WHAT THIS TASK INVOLVES: The answer must consist of every line from the entries below that contains the word "values".

INFORMATION SHOWN:
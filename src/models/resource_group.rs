use serde::{Deserialize, Serialize};
use std::fmt;

/// Rollout phases in their fixed data-flow order.
///
/// Later phases read resources produced by earlier ones (insights reads from
/// storage, identity reads the catalog), so the derived `Ord` is the apply order.
#[derive(Debug, Clone, Copy, PartialEq, Eq, Hash, PartialOrd, Ord, Serialize, Deserialize)]
#[serde(rename_all = "kebab-case")]
pub enum Phase {
    CoreIngest,
    Storage,
    Insights,
    CrossCutting,
    DataIdentity,
}

impl Phase {
    pub const ALL: [Phase; 5] = [
        Phase::CoreIngest,
        Phase::Storage,
        Phase::Insights,
        Phase::CrossCutting,
        Phase::DataIdentity,
    ];

    pub fn as_str(&self) -> &'static str {
        match self {
            Self::CoreIngest => "core-ingest",
            Self::Storage => "storage",
            Self::Insights => "insights",
            Self::CrossCutting => "cross-cutting",
            Self::DataIdentity => "data-identity",
        }
    }

    /// Identity and analytics changes are always human-gated
    pub fn requires_dedicated_approval(&self) -> bool {
        matches!(self, Self::DataIdentity)
    }
}

impl fmt::Display for Phase {
    fn fmt(&self, f: &mut fmt::Formatter<'_>) -> fmt::Result {
        f.write_str(self.as_str())
    }
}

impl std::str::FromStr for Phase {
    type Err = String;

    fn from_str(s: &str) -> Result<Self, Self::Err> {
        Phase::ALL
            .into_iter()
            .find(|phase| phase.as_str() == s)
            .ok_or_else(|| format!("Invalid phase: {s}"))
    }
}

/// Named unit of infrastructure with a declared output/input contract
#[derive(Debug, Clone, PartialEq, Eq, Hash, Serialize, Deserialize)]
pub struct ResourceGroup {
    pub id: String,
    pub phase: Phase,
    /// Named values this group needs from groups in earlier waves
    #[serde(default)]
    pub inputs: Vec<String>,
    /// Named values this group publishes once applied
    #[serde(default)]
    pub outputs: Vec<String>,
}

impl ResourceGroup {
    pub fn new(id: impl Into<String>, phase: Phase) -> Self {
        Self {
            id: id.into(),
            phase,
            inputs: Vec::new(),
            outputs: Vec::new(),
        }
    }

    pub fn with_inputs<I, S>(mut self, inputs: I) -> Self
    where
        I: IntoIterator<Item = S>,
        S: Into<String>,
    {
        self.inputs = inputs.into_iter().map(Into::into).collect();
        self
    }

    pub fn with_outputs<I, S>(mut self, outputs: I) -> Self
    where
        I: IntoIterator<Item = S>,
        S: Into<String>,
    {
        self.outputs = outputs.into_iter().map(Into::into).collect();
        self
    }
}

/// Built-in resource group catalog used when the configuration does not supply one
pub fn default_catalog() -> Vec<ResourceGroup> {
    vec![
        ResourceGroup::new("core-ingest", Phase::CoreIngest)
            .with_outputs(["ingest_stream_name", "ingest_endpoint"]),
        ResourceGroup::new("storage", Phase::Storage)
            .with_inputs(["ingest_stream_name"])
            .with_outputs(["data_bucket_name"]),
        ResourceGroup::new("insights", Phase::Insights)
            .with_inputs(["data_bucket_name"])
            .with_outputs(["catalog_name"]),
        ResourceGroup::new("cross-cutting", Phase::CrossCutting)
            .with_inputs(["ingest_endpoint"])
            .with_outputs(["operations_dashboard_id"]),
        ResourceGroup::new("cost-dashboard", Phase::CrossCutting)
            .with_outputs(["cost_dashboard_id"]),
        ResourceGroup::new("data-identity", Phase::DataIdentity)
            .with_inputs(["catalog_name", "data_bucket_name"])
            .with_outputs(["identity_pool_id"]),
    ]
}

SOLUTION:
    /// Named values this group needs from groups in earlier waves
    /// Named values this group publishes once applied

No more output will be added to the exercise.